While Thanksgiving is going to look very different for many this year, those who are still celebrating it with their families will have plenty to talk about -- for better or worse.
Yes, it's dicey to talk politics and social issues at the dinner table, but in 2020, when election results are still being disputed by a certain candidate, how can you not? The question now is how to have difficult conversations without it ending in utter disaster.
That's the question we posed to the stars and writer/director of "Uncle Frank," a movie in which Paul Bettany's character is forced to come out as gay to his very conservative family, leading to tough talks and yes, some division.

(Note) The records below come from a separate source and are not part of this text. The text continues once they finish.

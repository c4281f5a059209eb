// ABOUTME: Detect and languages command implementations.
// ABOUTME: Report the detected ecosystem of a directory, or list the signature catalog.

use boxrun::config::Config;
use boxrun::error::{Error, Result};
use boxrun::output::Output;
use boxrun::pipeline::ErrorKind;
use std::path::Path;

pub fn detect(config: &Config, path: &Path, output: &Output) -> Result<()> {
    if !path.is_dir() {
        return Err(Error::SourceNotFound(path.to_path_buf()));
    }

    let result = config.detector().detect(path);
    match &result.ecosystem {
        Some(ecosystem) => {
            output.result(&format!("{ecosystem} ({})", result.method), &result);
            Ok(())
        }
        None => {
            output.result("no language detected", &result);
            Err(Error::PipelineFailed {
                kind: ErrorKind::NoLanguageDetected,
                diagnostic: format!("could not determine the language of {}", path.display()),
            })
        }
    }
}

pub fn languages(config: &Config, output: &Output) {
    let catalog = config.catalog();
    let width = catalog
        .iter()
        .map(|s| s.identifier.as_str().len())
        .max()
        .unwrap_or(0);

    let mut text = String::new();
    for signature in catalog.iter() {
        let extensions: Vec<_> = signature.extensions.iter().map(String::as_str).collect();
        let markers: Vec<_> = signature.marker_files.iter().map(String::as_str).collect();
        text.push_str(&format!(
            "{:width$}  .{}  [{}]\n",
            signature.identifier.as_str(),
            extensions.join(" ."),
            markers.join(", "),
        ));
    }

    let entries: Vec<_> = catalog.iter().collect();
    output.result(text.trim_end(), &entries);
}
// ABOUTME: Container engine access for Docker and Podman.
// ABOUTME: Auto-detects the available engine and drives it through its CLI.

mod cli;
mod detection;
mod engine;
mod error;
pub(crate) mod sealed;
mod types;

pub use cli::CliEngine;
pub use detection::{DetectionError, detect_engine};
pub use engine::{
    BuildRequest, ContainerEngine, EngineError, EngineOutput, MANAGED_LABEL, RunRequest,
};
pub use error::{RuntimeError, RuntimeErrorKind};
pub use types::{EngineInfo, RuntimeConfig, RuntimeType};

/// Detect the local engine and wrap it in a [`CliEngine`].
pub fn connect(config: Option<&RuntimeConfig>) -> Result<CliEngine, RuntimeError> {
    let info = detect_engine(config)?;
    tracing::debug!(runtime = %info.runtime_type, program = %info.program.display(), "Using engine");
    Ok(CliEngine::new(info))
}
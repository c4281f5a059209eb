// ABOUTME: Validated ecosystem identifier (python, java, js, ...).
// ABOUTME: Doubles as the recipe suffix and the LANG_NAME build argument.

use serde::{Deserialize, Deserializer, Serialize, Serializer};
use std::fmt;
use thiserror::Error;

const MAX_LEN: usize = 32;

#[derive(Debug, Error, PartialEq, Eq)]
pub enum EcosystemIdError {
    #[error("ecosystem identifier cannot be empty")]
    Empty,

    #[error("ecosystem identifier exceeds maximum length of {MAX_LEN} characters")]
    TooLong,

    #[error("ecosystem identifier must start with a letter")]
    LeadingNonLetter,

    #[error("ecosystem identifier must be lowercase")]
    NotLowercase,

    #[error("invalid character in ecosystem identifier: '{0}'")]
    InvalidChar(char),
}

#[derive(Debug, Clone, PartialEq, Eq, Hash, PartialOrd, Ord)]
pub struct EcosystemId(String);

impl EcosystemId {
    pub fn new(value: &str) -> Result<Self, EcosystemIdError> {
        let Some(first) = value.chars().next() else {
            return Err(EcosystemIdError::Empty);
        };

        if value.len() > MAX_LEN {
            return Err(EcosystemIdError::TooLong);
        }

        if !first.is_ascii_alphabetic() {
            return Err(EcosystemIdError::LeadingNonLetter);
        }

        for c in value.chars() {
            if c.is_ascii_uppercase() {
                return Err(EcosystemIdError::NotLowercase);
            }
            if !c.is_ascii_lowercase() && !c.is_ascii_digit() && c != '_' && c != '-' {
                return Err(EcosystemIdError::InvalidChar(c));
            }
        }

        Ok(Self(value.to_string()))
    }

    pub fn as_str(&self) -> &str {
        &self.0
    }
}

impl fmt::Display for EcosystemId {
    fn fmt(&self, f: &mut fmt::Formatter<'_>) -> fmt::Result {
        write!(f, "{}", self.0)
    }
}

impl std::str::FromStr for EcosystemId {
    type Err = EcosystemIdError;

    fn from_str(s: &str) -> Result<Self, Self::Err> {
        Self::new(s)
    }
}

impl Serialize for EcosystemId {
    fn serialize<S: Serializer>(&self, serializer: S) -> Result<S::Ok, S::Error> {
        self.0.serialize(serializer)
    }
}

impl<'de> Deserialize<'de> for EcosystemId {
    fn deserialize<D: Deserializer<'de>>(deserializer: D) -> Result<Self, D::Error> {
        let s = String::deserialize(deserializer)?;
        Self::new(&s).map_err(serde::de::Error::custom)
    }
}
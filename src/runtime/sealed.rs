// ABOUTME: Sealed trait pattern for the engine trait.
// ABOUTME: Prevents external implementations, allowing non-breaking evolution.

/// Sealed trait to prevent external implementations.
///
/// Only engine types defined in this crate can implement
/// [`ContainerEngine`](super::ContainerEngine).
pub trait Sealed {}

"[Director Alan Ball] and I talked a lot about this, right Alan?" Bettany told TooFab. "We say drink a lot, start to talk politics, and what's good about that is by the end of Thanksgiving, you will have halved your Christmas list. So, financial savings!"
Ball had a more serious answer, saying that when he encounters those who may be hateful or angry in conversation, it's important to "recognize it's all coming from a place of fear."
"That doesn't necessarily excuse their behavior, but it's so easy when someone is demonizing you, to demonize them in return," he added, "and I try to keep one small part of my brain aware of ... it's probably coming from a place of fear, and pain."
Judy Greer, meanwhile, said lockdown could be your savior -- and joked, "Use Covid as an excuse to avoid them this year!"
Peter Macdissi and Sophia Lillis suggested a family viewing of their latest movie, praising its message of overcoming division at a time people may need it most.
"Uncle Frank" premieres November 25 on Amazon's Prime Video.